I picked up a display humidor that has seen better days. Have been sanding out the dents and nicks. Inside is in good condition and has a good seal. Now that I have rubbed the exterior and a little of the interior down, I would like to give it a new finish. Thinking about using a stain but am worried that an oil base might leave an odor. Also thought about spraying it with a high gloss paint. I will need to use a dark color that is darker than the original.
Any suggestions as to type and brand would be appreciated.


----------



## danmdevries (Jan 31, 2014)

What kind of wood is on the exterior?


----------



## Coasty (Mar 1, 2012)

danmdevries said:


> What kind of wood is on the exterior?


It is a light colored, soft wood. Would Minwax leave too much of an odor?


----------



## Tobias Lutz (Feb 18, 2013)

I would use a water based stain/poly finish product and then polish it with mineral oil after several days of curing time.


----------



## danmdevries (Jan 31, 2014)

Nothing is going to leave an odor after sufficient curing time. 

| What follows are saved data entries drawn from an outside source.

// Prompt constants and builders for the AI resume-analysis routes.

/// System prompt fragment that enforces JSON-only output.
pub const JSON_ONLY_SYSTEM: &str = "You are a precise, structured assistant. \
    You MUST respond with valid JSON only. \
    Do NOT include any text outside the JSON object. \
    Do NOT use markdown code fences.";

pub const JOB_MATCH_SYSTEM: &str = "You are an expert ATS (Applicant Tracking System) analyzer. \
    Compare the resume against the job description. Return a JSON object with: \
    score (0-100), matchingKeywords (array of strings), missingKeywords (array of strings), \
    and advice (string).";

pub const COVER_LETTER_SYSTEM: &str = "You are an expert career coach. \
    Write a professional, engaging cover letter based on the candidate's resume \
    and the job description. The tone should be professional yet enthusiastic. \
    Respond with the letter text only.";

pub const INTERVIEW_PREP_SYSTEM: &str = "You are an expert interview coach. \
    Generate 5 potential interview questions based on the job description and \
    resume, along with suggested key points to cover in the answers. \
    Return a JSON object with a key 'questions' containing an array of objects \
    with 'question' and 'answerTips'.";

pub const PORTFOLIO_DESIGN_SYSTEM: &str = "You are an expert portfolio designer. \
    Analyze the resume and suggest an optimal portfolio design. \
    Return a JSON object with: colors (object with primary, accent and background \
    hex codes), font (inter|roboto|poppins|lora), layout (modern|minimal|creative), \
    and sections (object mapping hero, about, experience, skills, projects and \
    education to booleans). \
    Guidelines: tech/engineering gets a modern layout with blue/purple tones and \
    Inter; creative/design gets a creative layout with vibrant colors and Poppins; \
    business/corporate gets a minimal layout with professional colors and Roboto; \
    academic/research gets a minimal layout with muted tones and Lora. \
    Choose colors that match the industry and create good contrast.";

/// Output language for the bilingual analysis routes. Anything other than
/// the Arabic marker falls back to English.
pub fn target_language(language: Option<&str>) -> &'static str {
    match language {
        Some("ar") => "Arabic",
        _ => "English",
    }
}

pub fn ats_score_system(target_lang: &str) -> String {
    format!(
        "You are an expert ATS (Applicant Tracking System) analyzer with deep \
         knowledge of hiring practices in both English and Arabic markets. \
         Analyze the resume against the job description (if provided) or general \
         best practices. Respond in {target_lang}. \
         Return a JSON object with: score (0-100), breakdown (object with \
         categories like 'Impact', 'Keywords', 'Format', 'Content' and their \
         scores), missingKeywords (array of strings), improvements (array of \
         strings), summary (string), strengths (array of strings), and keywords \
         (array of strings listing important missing keywords), with all text \
         in {target_lang}. \
         Ensure the score is rigorous and realistic. Do not give 100% easily. \
         A good resume usually scores 70-85."
    )
}

pub fn ats_score_prompt(resume: &serde_json::Value, job_description: Option<&str>) -> String {
    format!(
        "Resume: {resume}\n\nJob Description: {}",
        job_description.unwrap_or("General Review")
    )
}

pub fn fix_resume_system(target_lang: &str) -> String {
    format!(
        "You are an expert professional resume editor. Your task is to \
         SIGNIFICANTLY IMPROVE the provided resume data based on general best \
         practices and specific ATS feedback (if provided). \
         The user's preferred language is {target_lang}. Preserve the resume's \
         original language while improving the phrasing. \
         Return the FULL resume JSON object with the exact same structure as \
         the input, but with improved content. Focus on: stronger action verbs \
         in experience, quantifiable results where possible, a better summary, \
         fixing grammar and spelling, and incorporating missing keywords when \
         ATS feedback is provided. \
         CRITICAL: Return ONLY valid JSON matching the input structure."
    )
}

pub fn fix_resume_prompt(
    resume: &serde_json::Value,
    ats_feedback: Option<&serde_json::Value>,
) -> String {
    format!(
        "Resume Data: {resume}\n\nATS Feedback (optional): {}",
        ats_feedback.unwrap_or(&serde_json::Value::Null)
    )
}

pub fn career_analysis_system(target_lang: &str) -> String {
    format!(
        "You are an expert career advisor and CV analyst. Analyze the provided \
         resume comprehensively. Respond in {target_lang}. \
         Cover: career level detection (Junior/Mid/Senior/Lead/Executive), \
         strengths, weaknesses, red flags, recommended career path, skills to \
         develop, and actionable advice. Be honest, specific, and constructive. \
         Return ONLY valid JSON with this structure (values in {target_lang}): \
         {{\"careerLevel\": string, \"yearsExperience\": number, \
         \"strengths\": [{{\"area\", \"description\", \"score\" (0-100)}}], \
         \"weaknesses\": [{{\"area\", \"description\", \"severity\" (low|medium|high)}}], \
         \"redFlags\": [{{\"issue\", \"example\", \"fix\"}}], \
         \"careerPath\": {{\"currentRole\", \"nextRoles\", \"timeline\", \"requirements\"}}, \
         \"skillsToDevelop\": [{{\"skill\", \"priority\", \"reason\"}}], \
         \"actionableAdvice\": [string]}}"
    )
}

pub fn career_analysis_prompt(resume: &serde_json::Value) -> String {
    format!("Analyze this resume:\n\n{resume}")
}

pub fn portfolio_design_prompt(resume_data: &serde_json::Value) -> String {
    format!("Analyze this resume and suggest optimal portfolio design:\n\n{resume_data}")
}

pub fn job_match_prompt(resume: &serde_json::Value, job_description: &str) -> String {
    format!("Resume: {resume}\n\nJob Description: {job_description}")
}

pub fn rewrite_system(section_type: &str, instructions: Option<&str>) -> String {
    format!(
        "You are an expert resume writer. Rewrite the following {section_type} to be \
         more professional, impactful, and result-oriented. {}",
        instructions.unwrap_or("")
    )
}

pub fn cover_letter_prompt(resume: &serde_json::Value, job_description: &str) -> String {
    format!("Candidate resume: {resume}\n\nJob description: {job_description}")
}

#[cfg(test)]
mod tests {
    use super::*;
    use serde_json::json;

    #[test]
    fn test_rewrite_system_includes_section_and_instructions() {
        let system = rewrite_system("summary", Some("Keep it under 50 words."));
        assert!(system.contains("summary"));
        assert!(system.contains("Keep it under 50 words."));
    }

    #[test]
    fn test_rewrite_system_without_instructions() {
        let system = rewrite_system("experience bullet", None);
        assert!(system.contains("experience bullet"));
        assert!(!system.contains("None"));
    }

    #[test]
    fn test_job_match_prompt_embeds_both_inputs() {
        let prompt = job_match_prompt(&json!({"name": "Ada"}), "Rust engineer");
        assert!(prompt.contains("Ada"));
        assert!(prompt.contains("Rust engineer"));
    }

    #[test]
    fn test_target_language_defaults_to_english() {
        assert_eq!(target_language(Some("ar")), "Arabic");
        assert_eq!(target_language(Some("en")), "English");
        assert_eq!(target_language(Some("fr")), "English");
        assert_eq!(target_language(None), "English");
    }

    #[test]
    fn test_ats_score_prompt_falls_back_to_general_review() {
        let prompt = ats_score_prompt(&json!({"name": "Ada"}), None);
        assert!(prompt.contains("General Review"));

        let prompt = ats_score_prompt(&json!({"name": "Ada"}), Some("Rust engineer"));
        assert!(prompt.contains("Rust engineer"));
        assert!(!prompt.contains("General Review"));
    }

    #[test]
    fn test_ats_score_system_carries_language() {
        let system = ats_score_system("Arabic");
        assert!(system.contains("Respond in Arabic"));
    }

    #[test]
    fn test_fix_resume_prompt_embeds_feedback_when_present() {
        let feedback = json!({"missingKeywords": ["tokio"]});
        let prompt = fix_resume_prompt(&json!({"name": "Ada"}), Some(&feedback));
        assert!(prompt.contains("tokio"));

        let prompt = fix_resume_prompt(&json!({"name": "Ada"}), None);
        assert!(prompt.contains("null"));
    }
}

If its of concern, go water based. 

Several coats of lacquer and polish it up.

You said soft wood.... not sure if you mean pine or lightly grained. If its not a pretty wood on its own, paint it.


----------



## Coasty (Mar 1, 2012)

Paint? Thought about that, but want a high gloss finish. Can I get that with a water based paint?


----------



## Indy-hp (Feb 22, 2014)

danmdevries said:


> Nothing is going to leave an odor after sufficient curing time.
> 
> If its of concern, go water based.
> 
> Several coats of lacquer and polish it up.


^^ What Dan said. Most of the nice humidors seem to be stained and lacquered, so I would do that, let it cure fully between each coat, and not worry about it.


----------